1.2.4 下一代防火墙

无论是包过滤防火墙还是状态检测防火墙都有着很明显的问题，需要一个新的防火墙产品来弥补上述的缺陷。于是从2003年开始，著名的研究机构Gartner（高德纳咨询公司）就开始着手研究下一代防火墙（NGFW）了，并于2004年发布了相关的注意事项。同年，国际数据公司（IDC）提出了统一威胁管理（Unified Threat Management，UTM）的概念，将杀毒软件、入侵防御系统、防火墙进行统一管理。许多公司都基于这个设计理念开发出了产品，如启明星辰公司的天清汉马USG一体化安全网关，华为和天融信等公司也先后推出了自己的UTM产品。

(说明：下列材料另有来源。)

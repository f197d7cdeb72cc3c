pub mod transport;

use crate::config::ServiceConfig;
use crate::encode::EncodedImage;
use crate::error::{GenerateError, Result};
use crate::models::HealthResponse;
use crate::pipeline::{self, GenerationOutcome, SceneInputs};
use std::sync::Arc;

pub use transport::{HttpTransport, Transport};

/// Entry point for callers. Holds the one shared transport for the life of
/// the process; cheap to clone.
#[derive(Clone)]
pub struct PictureBookClient {
    transport: Arc<dyn Transport>,
}

impl PictureBookClient {
    pub fn new(config: ServiceConfig) -> Result<Self> {
        let transport = HttpTransport::new(&config)?;
        crate::logger::log_client_info(&config);
        Ok(Self {
            transport: Arc::new(transport),
        })
    }

    /// Swap in a different transport, mainly for tests.
    pub fn with_transport(transport: Arc<dyn Transport>) -> Self {
        Self { transport }
    }

    /// Run a full generation and fold every failure mode into one
    /// displayable outcome.
    pub async fn generate(&self, inputs: &SceneInputs) -> GenerationOutcome {
        pipeline::run(self.transport.as_ref(), inputs).await
    }

    /// Run a full generation, keeping the typed error for callers that
    /// dispatch on it.
    pub async fn try_generate(&self, inputs: &SceneInputs) -> Result<EncodedImage> {
        pipeline::try_run(self.transport.as_ref(), inputs).await
    }

    /// Read-only service health probe.
    pub async fn health(&self) -> Result<HealthResponse> {
        let raw = self.transport.get_json("/health").await?;
        serde_json::from_value(raw).map_err(|e| {
            GenerateError::MalformedResponseError(format!("unexpected health shape: {}", e))
        })
    }

    /// Read-only CORS diagnostic; the body shape is service-defined.
    pub async fn test_cors(&self) -> Result<serde_json::Value> {
        self.transport.get_json("/test-cors").await
    }
}

#[cfg(test)]
mod tests {
    use super::*;
    use async_trait::async_trait;
    use serde_json::{json, Value};

    struct StaticTransport {
        reply: Value,
    }

    #[async_trait]
    impl Transport for StaticTransport {
        async fn post_json(&self, _path: &str, _body: Value) -> Result<Value> {
            Ok(self.reply.clone())
        }

        async fn get_json(&self, _path: &str) -> Result<Value> {
            Ok(self.reply.clone())
        }
    }

    #[tokio::test]
    async fn test_health_parses_service_fields() {
        let client = PictureBookClient::with_transport(Arc::new(StaticTransport {
            reply: json!({"status": "ok", "model_loaded": true}),
        }));

        let health = client.health().await.unwrap();
        assert_eq!(health.status.as_deref(), Some("ok"));
        assert_eq!(health.model_loaded, Some(true));
    }

    #[tokio::test]
    async fn test_generate_goes_through_shared_transport() {
        use crate::encode::ImageInput;

        let client = PictureBookClient::with_transport(Arc::new(StaticTransport {
            reply: json!({"img": "QUJD"}),
        }));

        let inputs = SceneInputs::new("a quiet meadow")
            .with_prev_frame(ImageInput::from_bytes(b"prev".to_vec()))
            .with_character(ImageInput::from_bytes(b"char".to_vec()));

        let image = client.try_generate(&inputs).await.unwrap();
        assert_eq!(image.as_str(), "QUJD");
    }
}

2004年以后，UTM产品得到迅速发展，但同时面临一个新的问题：因为功能越来越丰富，堆叠的功能越来越多，设备的处理性能严重下降。

于是在2009年，Palo Alto Networks公司发布了新一代的防火墙产品，解决了UTM中多功能串行处理导致的性能下降问题，同时将用户和应用、内容进行关联管控，可视化进一步加强。Gartner公司于2009年10月12日发布的研究报告中正式定义了下一代防火墙的概念。

报告中提出了下一代防火墙应具备以下特点：

1）具备基本的安全特性，如安全策略、包过滤、NAT（网络地址转换）、基于状态的检测能力和VPN等。

2）集成一套高效的入侵检测引擎和丰富的攻击特征。将入侵检测引擎深度地集成到防火墙的各种功能中，成为防火墙的一部分，统一进行管理，而不是安全模块的简单堆砌。

3）应用识别和全栈应用可视化。支持基于应用的安全策略，不只是基于端口的识别，而是基于应用特征的识别，比如可以支持聊天软件发送文字消息，但是不允许视频通信。

4）智能化的访问控制。当识别到攻击后，应该可以自动添加安全规则，如黑白名单。

5）高性能。同时开启防病毒、入侵防御、应用识别等功能后，性能没有明显下降。

6）支持用户的识别。和用户服务器联动，可以将用户和应用、攻击行为进行关联，实现基于用户的管理，改进管理方式。

下一代防火墙也有它的不足。主要是应用识别能力对生产防火墙的企业提出了非常高的要求，应用的更新迭代很快，生产防火墙的企业就需要非常多的人力进行应用特征库的维护，因为应用的识别没有统一的标准，因此防火墙的识别能力也参差不齐，还没有哪个产品可以识别出市面上所有的应用。

瑕不掩瑜，下一代防火墙既融合了上一代防火墙的优势，又扩大和深化了侦察和控制能力，还无须牺牲性能。它的深度包检测功能可确保系统识别出尝试性攻击并及时采取补救措施，是当之无愧的“下一代”防火墙。